In the world of record keepers, Ascensus LLC's third-party administration business is quick to liken itself to Switzerland. It's neutral, working with some 30 record-keeping firms, said Jerry Bramlett, head of FuturePlan by Ascensus, the company's growing TPA business.
It's a message that FuturePlan is driving home as Ascensus looks to acquire TPAs and build a national firm that will serve the administration needs of retirement plan sponsors locally. Proximity matters when it comes to providing personalized service, he said.
Assuring TPAs that the financial advisers to their plan sponsor clients will call the shots regarding the record keeper they want to work with is crucial, Mr. Bramlett said. "The adviser is the primary partner that we have in going to market," he said. "We think that it's very important that the advisers understand from us that we have no bias toward Ascensus record keeping or toward any record keeper."

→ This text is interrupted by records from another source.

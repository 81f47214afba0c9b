//! Business logic for single ledger entries: creation, status and amount
//! transitions, and deletion with derived-total reversal.

use chrono::NaiveDate;
use uuid::Uuid;

use crate::core::services::AccountService;
use crate::errors::{EngineError, EngineResult};
use crate::ledger::common::Displayable;
use crate::ledger::entry::{Entry, EntryStatus};
use crate::storage::{DocumentStore, EntryFilter};

/// Outcome of a status or amount transition. `goal_delta` is the signed
/// amount a goal-progress total tracking this entry must apply; cached
/// account balances are already updated when this is returned.
#[derive(Debug, Clone)]
pub struct StatusChange {
    pub entry: Entry,
    pub goal_delta: i64,
}

/// Validated CRUD helpers for individual entries.
pub struct EntryService;

impl EntryService {
    /// Persists a new entry. Card-funded entries get their bill period from
    /// the card's closing-day rule unless one was supplied; status is
    /// assigned once from the creation date.
    pub fn add(store: &dyn DocumentStore, today: NaiveDate, mut entry: Entry) -> EngineResult<Entry> {
        if let Some(card_id) = entry.card_id {
            let card = store.card(card_id)?;
            if entry.bill_period.is_none() {
                entry.bill_period = Some(card.billing_period_for(entry.occurs_on));
            }
        }
        if let Some(account_id) = entry.account_id {
            store.account(account_id)?;
        }
        if let Some(destination) = entry.destination_account_id {
            store.account(destination)?;
        }
        entry.validate()?;
        entry.status = EntryStatus::on_creation(entry.occurs_on, today);
        store.insert_entry(&entry)?;
        AccountService::apply_entry_to_caches(store, &entry, 1)?;
        tracing::debug!("persisted {}", entry.display_label());
        Ok(entry)
    }

    /// Moves an entry between statuses, updating cached balances and
    /// returning the goal-progress delta. No-op transitions net zero.
    pub fn set_status(
        store: &dyn DocumentStore,
        id: Uuid,
        new_status: EntryStatus,
    ) -> EngineResult<StatusChange> {
        let mut entry = store.entry(id)?;
        let goal_delta = EntryStatus::transition_delta(
            entry.status,
            entry.amount_cents,
            new_status,
            entry.amount_cents,
        );
        AccountService::apply_entry_to_caches(store, &entry, -1)?;
        entry.status = new_status;
        store.update_entry(&entry)?;
        AccountService::apply_entry_to_caches(store, &entry, 1)?;
        Ok(StatusChange { entry, goal_delta })
    }

    /// Edits an entry's amount, updating cached balances and returning the
    /// goal-progress delta (old subtracted, new added while completed).
    pub fn set_amount(
        store: &dyn DocumentStore,
        id: Uuid,
        new_amount_cents: i64,
    ) -> EngineResult<StatusChange> {
        if new_amount_cents <= 0 {
            return Err(EngineError::Validation(format!(
                "entry amount must be positive, got {new_amount_cents}"
            )));
        }
        let mut entry = store.entry(id)?;
        let goal_delta = EntryStatus::transition_delta(
            entry.status,
            entry.amount_cents,
            entry.status,
            new_amount_cents,
        );
        AccountService::apply_entry_to_caches(store, &entry, -1)?;
        entry.amount_cents = new_amount_cents;
        store.update_entry(&entry)?;
        AccountService::apply_entry_to_caches(store, &entry, 1)?;
        Ok(StatusChange { entry, goal_delta })
    }

    /// Deletes an entry, reversing the balance contribution it had already
    /// made. Discount entries linked to the deleted one fall with it. All
    /// removed entries are returned so the caller can report them.
    pub fn remove(store: &dyn DocumentStore, id: Uuid) -> EngineResult<Vec<Entry>> {
        let entry = store.entry(id)?;
        let dependents: Vec<Entry> = store
            .entries(&EntryFilter::default())?
            .into_iter()
            .filter(|candidate| candidate.related_entry_id == Some(id))
            .collect();

        let mut removed = Vec::with_capacity(dependents.len() + 1);
        for dependent in dependents {
            let gone = store.remove_entry(dependent.id)?;
            AccountService::apply_entry_to_caches(store, &gone, -1)?;
            removed.push(gone);
        }
        let gone = store.remove_entry(entry.id)?;
        AccountService::apply_entry_to_caches(store, &gone, -1)?;
        removed.push(gone);
        Ok(removed)
    }

    /// Ordinary ledger listing. Settlement entries are projections of a bill
    /// payment and stay hidden here so they are not rendered twice.
    pub fn list(store: &dyn DocumentStore, filter: &EntryFilter) -> EngineResult<Vec<Entry>> {
        Ok(store
            .entries(filter)?
            .into_iter()
            .filter(|entry| !entry.is_settlement())
            .collect())
    }
}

In fact, of the 44,000 plans that FuturePlan serves as third-party administrator, less than 5% are with Ascensus, according to Mr. Bramlett.
"It's all about adviser choice," he said. "We want to make it crystal clear that we're very much focused on utilizing whichever record keeper the adviser would like to use."
That pitch has been central to Ascensus' aggressive acquisition strategy, allowing it to acquire TPA firms that might otherwise have been reluctant to disrupt adviser relationships with their record keepers. Over the past two years, the firm has snapped up more than two dozen TPAs throughout the country, including most recently United Retirement Plan Consultants, a large Dublin, Ohio-based firm that the company acquired in June.
"We're building a truly national TPA," Mr. Bramlett said, explaining that Ascensus has the technology, cybersecurity and economies of scale to help FuturePlan do so.
Indeed, the TPA market, which is made up of thousands of small TPA providers, is ripe for consolidation, industry observers said. As plan sponsors and participants have raised their expectations of service providers, small firms haven't been able to keep up with higher compliance, regulatory and client-service demands, said Dennis Gallant, senior analyst at research and consulting firm Aite Group LLC in Boston. "It's a scale game," he said.
What's more, with greater fiduciary demands, many firms are looking to get out of the business. "It's going to be a much more stringent, fiduciary-oriented marketplace, so there are a lot of firms saying, 'Do we have the resources to compete?'" Mr. Gallant said.